Once the records below have been read, copy them all out exactly.

● ● ● ● ●

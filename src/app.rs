//! Command-line application: a thin shell over the encode/decode boundary.
//!
//! Owns file I/O, master-key resolution, and user-facing error translation.
//! The codec itself never touches the filesystem.

use std::fs;
use std::path::{Path, PathBuf};

use anyhow::{Context, Result, bail};
use clap::{Parser, Subcommand};
use tracing::{info, warn};

use crate::config::{APP_NAME, DEFAULT_MAX_CHUNK_BYTES, MASTER_KEY_ENV};
use crate::processor;
use crate::types::{Candidate, EncodeOptions};

#[derive(Subcommand)]
pub enum Commands {
    /// Encrypt an audio file into a set of carrier images.
    Encode {
        /// Input audio file.
        #[arg(short, long)]
        input: PathBuf,

        /// Output directory for the generated images.
        #[arg(short, long)]
        outdir: PathBuf,

        /// User id bound into key derivation.
        #[arg(short, long)]
        user: String,

        /// Master key as 64 hex characters (prefer the env var).
        #[arg(short, long)]
        master: Option<String>,

        /// Maximum raw payload bytes per image.
        #[arg(long, default_value_t = DEFAULT_MAX_CHUNK_BYTES)]
        max_chunk_bytes: usize,

        /// Disable zstd compression.
        #[arg(long)]
        no_compress: bool,
    },

    /// Recover the original audio file from carrier images.
    Decode {
        /// Directory containing the carrier images.
        #[arg(short, long)]
        indir: PathBuf,

        /// Recovered output file.
        #[arg(short, long)]
        out: PathBuf,

        /// User id used at encode time.
        #[arg(short, long)]
        user: String,

        /// Master key as 64 hex characters (prefer the env var).
        #[arg(short, long)]
        master: Option<String>,
    },
}

#[derive(Parser)]
#[command(
    name = "aicarrier",
    version,
    about = "Encrypts audio payloads into lossless carrier images and recovers them byte-for-byte."
)]
pub struct App {
    #[command(subcommand)]
    command: Commands,
}

impl App {
    pub fn init() -> Result<Self> {
        let subscriber = tracing_subscriber::fmt().with_target(false).finish();
        tracing::subscriber::set_global_default(subscriber)?;
        Ok(Self::parse())
    }

    pub fn execute(self) -> Result<()> {
        match self.command {
            Commands::Encode { input, outdir, user, master, max_chunk_bytes, no_compress } => {
                run_encode(&input, &outdir, &user, master.as_deref(), max_chunk_bytes, !no_compress)
            }
            Commands::Decode { indir, out, user, master } => {
                run_decode(&indir, &out, &user, master.as_deref())
            }
        }
    }
}

/// Resolves the master key from the CLI argument or the environment.
fn resolve_master_key(arg: Option<&str>) -> Result<Vec<u8>> {
    let hex_key = match arg {
        Some(hex_key) => hex_key.to_owned(),
        None => std::env::var(MASTER_KEY_ENV)
            .with_context(|| format!("no master key given and {MASTER_KEY_ENV} is not set"))?,
    };

    hex::decode(hex_key.trim()).context("master key is not valid hexadecimal")
}

fn run_encode(
    input: &Path,
    outdir: &Path,
    user: &str,
    master: Option<&str>,
    max_chunk_bytes: usize,
    compress: bool,
) -> Result<()> {
    let master_key = resolve_master_key(master)?;
    let payload =
        fs::read(input).with_context(|| format!("failed to read input: {}", input.display()))?;

    let filename = input
        .file_name()
        .and_then(|name| name.to_str())
        .context("input path has no usable filename")?;

    let options = EncodeOptions { max_chunk_bytes, compress, ..EncodeOptions::default() };
    let images = processor::encode(&payload, filename, user, &master_key, &options)
        .with_context(|| format!("encoding failed: {}", input.display()))?;

    fs::create_dir_all(outdir)
        .with_context(|| format!("failed to create output directory: {}", outdir.display()))?;

    let stem = input.file_stem().and_then(|stem| stem.to_str()).unwrap_or(APP_NAME);
    let total = images.len();

    for encoded in &images {
        let name = format!("{stem}_part{:04}_of_{total:04}.png", encoded.chunk_index + 1);
        let path = outdir.join(&name);
        encoded
            .image
            .save(&path)
            .with_context(|| format!("failed to write image: {}", path.display()))?;
        info!(
            image = %name,
            payload_bytes = encoded.payload_len,
            width = encoded.image.width(),
            height = encoded.image.height(),
            "wrote carrier image"
        );
    }

    println!("✓ Encoded {} into {total} image(s) in {}", input.display(), outdir.display());
    Ok(())
}

fn run_decode(indir: &Path, out: &Path, user: &str, master: Option<&str>) -> Result<()> {
    let master_key = resolve_master_key(master)?;

    let mut paths: Vec<PathBuf> = fs::read_dir(indir)
        .with_context(|| format!("failed to read directory: {}", indir.display()))?
        .filter_map(|entry| entry.ok().map(|e| e.path()))
        .filter(|path| {
            matches!(
                path.extension().and_then(|ext| ext.to_str()).map(str::to_ascii_lowercase).as_deref(),
                Some("png" | "tif" | "tiff")
            )
        })
        .collect();
    paths.sort();

    if paths.is_empty() {
        bail!("no PNG/TIFF images found in {}", indir.display());
    }

    let mut candidates = Vec::with_capacity(paths.len());
    for path in &paths {
        let label = path.file_name().map(|n| n.to_string_lossy().into_owned()).unwrap_or_default();
        match image::open(path) {
            Ok(img) => candidates.push(Candidate { label, image: img.to_rgb8() }),
            Err(e) => warn!(image = %label, error = %e, "skipping unreadable image"),
        }
    }

    let decoded = processor::decode(&candidates, user, &master_key)
        .with_context(|| format!("decoding failed: {}", indir.display()))?;

    fs::write(out, &decoded.bytes)
        .with_context(|| format!("failed to write output: {}", out.display()))?;

    for skipped in &decoded.skipped {
        println!("  skipped {}: {}", skipped.label, skipped.reason);
    }
    println!(
        "✓ Recovered {} ({} bytes from {} chunk(s), original name {:?})",
        out.display(),
        decoded.bytes.len(),
        decoded.total_chunks,
        decoded.filename
    );
    Ok(())
}

#[cfg(test)]
mod tests {
    use super::*;
    use crate::config::KEY_SIZE;
    use tempfile::tempdir;

    fn test_master_hex() -> String {
        hex::encode(std::array::from_fn::<u8, KEY_SIZE, _>(|i| (i as u8).wrapping_mul(11).wrapping_add(7)))
    }

    #[test]
    fn test_resolve_master_key_rejects_bad_hex() {
        assert!(resolve_master_key(Some("not-hex")).is_err());
    }

    #[test]
    fn test_resolve_master_key_decodes() {
        let hex_key = test_master_hex();
        let key = resolve_master_key(Some(&hex_key)).unwrap();
        assert_eq!(key.len(), KEY_SIZE);
    }

    #[test]
    fn test_cli_file_roundtrip() {
        let dir = tempdir().unwrap();
        let input = dir.path().join("clip.wav");
        let outdir = dir.path().join("images");
        let recovered = dir.path().join("recovered.wav");

        let payload: Vec<u8> = (0..2048u32).map(|i| (i % 241) as u8).collect();
        fs::write(&input, &payload).unwrap();

        let hex_key = test_master_hex();
        run_encode(&input, &outdir, "alice", Some(&hex_key), 600, true).unwrap();

        let images: Vec<_> = fs::read_dir(&outdir).unwrap().collect();
        assert_eq!(images.len(), 4); // ceil(2048 / 600)

        run_decode(&outdir, &recovered, "alice", Some(&hex_key)).unwrap();
        assert_eq!(fs::read(&recovered).unwrap(), payload);
    }

    #[test]
    fn test_cli_decode_wrong_user_fails() {
        let dir = tempdir().unwrap();
        let input = dir.path().join("clip.wav");
        let outdir = dir.path().join("images");
        let recovered = dir.path().join("recovered.wav");

        fs::write(&input, vec![42u8; 512]).unwrap();

        let hex_key = test_master_hex();
        run_encode(&input, &outdir, "alice", Some(&hex_key), 1024, false).unwrap();
        assert!(run_decode(&outdir, &recovered, "bob", Some(&hex_key)).is_err());
        assert!(!recovered.exists());
    }
}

● ● ● ● ●

**TASK SOLUTION:**
filename src/app.rs
//! Command-line application: a thin shell over the encode/decode boundary.
//!
//! Owns file I/O, master-key resolution, and user-facing error translation.
//! The codec itself never touches the filesystem.

use std::fs;
use std::path::{Path, PathBuf};

use anyhow::{Context, Result, bail};
use clap::{Parser, Subcommand};
use tracing::{info, warn};

use crate::config::{APP_NAME, DEFAULT_MAX_CHUNK_BYTES, MASTER_KEY_ENV};
use crate::processor;
use crate::types::{Candidate, EncodeOptions};

#[derive(Subcommand)]
pub enum Commands {
    /// Encrypt an audio file into a set of carrier images.
    Encode {
        /// Input audio file.
        #[arg(short, long)]
        input: PathBuf,

        /// Output directory for the generated images.
        #[arg(short, long)]
        outdir: PathBuf,

        /// User id bound into key derivation.
        #[arg(short, long)]
        user: String,

        /// Master key as 64 hex characters (prefer the env var).
        #[arg(short, long)]
        master: Option<String>,

        /// Maximum raw payload bytes per image.
        #[arg(long, default_value_t = DEFAULT_MAX_CHUNK_BYTES)]
        max_chunk_bytes: usize,

        /// Disable zstd compression.
        #[arg(long)]
        no_compress: bool,
    },

    /// Recover the original audio file from carrier images.
    Decode {
        /// Directory containing the carrier images.
        #[arg(short, long)]
        indir: PathBuf,

        /// Recovered output file.
        #[arg(short, long)]
        out: PathBuf,

        /// User id used at encode time.
        #[arg(short, long)]
        user: String,

        /// Master key as 64 hex characters (prefer the env var).
        #[arg(short, long)]
        master: Option<String>,
    },
}

#[derive(Parser)]
#[command(
    name = "aicarrier",
    version,
    about = "Encrypts audio payloads into lossless carrier images and recovers them byte-for-byte."
)]
pub struct App {
    #[command(subcommand)]
    command: Commands,
}

impl App {
    pub fn init() -> Result<Self> {
        let subscriber = tracing_subscriber::fmt().with_target(false).finish();
        tracing::subscriber::set_global_default(subscriber)?;
        Ok(Self::parse())
    }

    pub fn execute(self) -> Result<()> {
        match self.command {
            Commands::Encode { input, outdir, user, master, max_chunk_bytes, no_compress } => {
                run_encode(&input, &outdir, &user, master.as_deref(), max_chunk_bytes, !no_compress)
            }
            Commands::Decode { indir, out, user, master } => {
                run_decode(&indir, &out, &user, master.as_deref())
            }
        }
    }
}

/// Resolves the master key from the CLI argument or the environment.
fn resolve_master_key(arg: Option<&str>) -> Result<Vec<u8>> {
    let hex_key = match arg {
        Some(hex_key) => hex_key.to_owned(),
        None => std::env::var(MASTER_KEY_ENV)
            .with_context(|| format!("no master key given and {MASTER_KEY_ENV} is not set"))?,
    };

    hex::decode(hex_key.trim()).context("master key is not valid hexadecimal")
}

fn run_encode(
    input: &Path,
    outdir: &Path,
    user: &str,
    master: Option<&str>,
    max_chunk_bytes: usize,
    compress: bool,
) -> Result<()> {
    let master_key = resolve_master_key(master)?;
    let payload =
        fs::read(input).with_context(|| format!("failed to read input: {}", input.display()))?;

    let filename = input
        .file_name()
        .and_then(|name| name.to_str())
        .context("input path has no usable filename")?;

    let options = EncodeOptions { max_chunk_bytes, compress, ..EncodeOptions::default() };
    let images = processor::encode(&payload, filename, user, &master_key, &options)
        .with_context(|| format!("encoding failed: {}", input.display()))?;

    fs::create_dir_all(outdir)
        .with_context(|| format!("failed to create output directory: {}", outdir.display()))?;

    let stem = input.file_stem().and_then(|stem| stem.to_str()).unwrap_or(APP_NAME);
    let total = images.len();

    for encoded in &images {
        let name = format!("{stem}_part{:04}_of_{total:04}.png", encoded.chunk_index + 1);
        let path = outdir.join(&name);
        encoded
            .image
            .save(&path)
            .with_context(|| format!("failed to write image: {}", path.display()))?;
        info!(
            image = %name,
            payload_bytes = encoded.payload_len,
            width = encoded.image.width(),
            height = encoded.image.height(),
            "wrote carrier image"
        );
    }

    println!("✓ Encoded {} into {total} image(s) in {}", input.display(), outdir.display());
    Ok(())
}

fn run_decode(indir: &Path, out: &Path, user: &str, master: Option<&str>) -> Result<()> {
    let master_key = resolve_master_key(master)?;

    let mut paths: Vec<PathBuf> = fs::read_dir(indir)
        .with_context(|| format!("failed to read directory: {}", indir.display()))?
        .filter_map(|entry| entry.ok().map(|e| e.path()))
        .filter(|path| {
            matches!(
                path.extension().and_then(|ext| ext.to_str()).map(str::to_ascii_lowercase).as_deref(),
                Some("png" | "tif" | "tiff")
            )
        })
        .collect();
    paths.sort();

    if paths.is_empty() {
        bail!("no PNG/TIFF images found in {}", indir.display());
    }

    let mut candidates = Vec::with_capacity(paths.len());
    for path in &paths {
        let label = path.file_name().map(|n| n.to_string_lossy().into_owned()).unwrap_or_default();
        match image::open(path) {
            Ok(img) => candidates.push(Candidate { label, image: img.to_rgb8() }),
            Err(e) => warn!(image = %label, error = %e, "skipping unreadable image"),
        }
    }

    let decoded = processor::decode(&candidates, user, &master_key)
        .with_context(|| format!("decoding failed: {}", indir.display()))?;

    fs::write(out, &decoded.bytes)
        .with_context(|| format!("failed to write output: {}", out.display()))?;

    for skipped in &decoded.skipped {
        println!("  skipped {}: {}", skipped.label, skipped.reason);
    }
    println!(
        "✓ Recovered {} ({} bytes from {} chunk(s), original name {:?})",
        out.display(),
        decoded.bytes.len(),
        decoded.total_chunks,
        decoded.filename
    );
    Ok(())
}

#[cfg(test)]
mod tests {
    use super::*;
    use crate::config::KEY_SIZE;
    use tempfile::tempdir;

    fn test_master_hex() -> String {
        hex::encode(std::array::from_fn::<u8, KEY_SIZE, _>(|i| (i as u8).wrapping_mul(11).wrapping_add(7)))
    }

    #[test]
    fn test_resolve_master_key_rejects_bad_hex() {
        assert!(resolve_master_key(Some("not-hex")).is_err());
    }

    #[test]
    fn test_resolve_master_key_decodes() {
        let hex_key = test_master_hex();
        let key = resolve_master_key(Some(&hex_key)).unwrap();
        assert_eq!(key.len(), KEY_SIZE);
    }

    #[test]
    fn test_cli_file_roundtrip() {
        let dir = tempdir().unwrap();
        let input = dir.path().join("clip.wav");
        let outdir = dir.path().join("images");
        let recovered = dir.path().join("recovered.wav");

        let payload: Vec<u8> = (0..2048u32).map(|i| (i % 241) as u8).collect();
        fs::write(&input, &payload).unwrap();

        let hex_key = test_master_hex();
        run_encode(&input, &outdir, "alice", Some(&hex_key), 600, true).unwrap();

        let images: Vec<_> = fs::read_dir(&outdir).unwrap().collect();
        assert_eq!(images.len(), 4); // ceil(2048 / 600)

        run_decode(&outdir, &recovered, "alice", Some(&hex_key)).unwrap();
        assert_eq!(fs::read(&recovered).unwrap(), payload);
    }

    #[test]
    fn test_cli_decode_wrong_user_fails() {
        let dir = tempdir().unwrap();
        let input = dir.path().join("clip.wav");
        let outdir = dir.path().join("images");
        let recovered = dir.path().join("recovered.wav");

        fs::write(&input, vec![42u8; 512]).unwrap();

        let hex_key = test_master_hex();
        run_encode(&input, &outdir, "alice", Some(&hex_key), 1024, false).unwrap();
        assert!(run_decode(&outdir, &recovered, "bob", Some(&hex_key)).is_err());
        assert!(!recovered.exists());
    }
}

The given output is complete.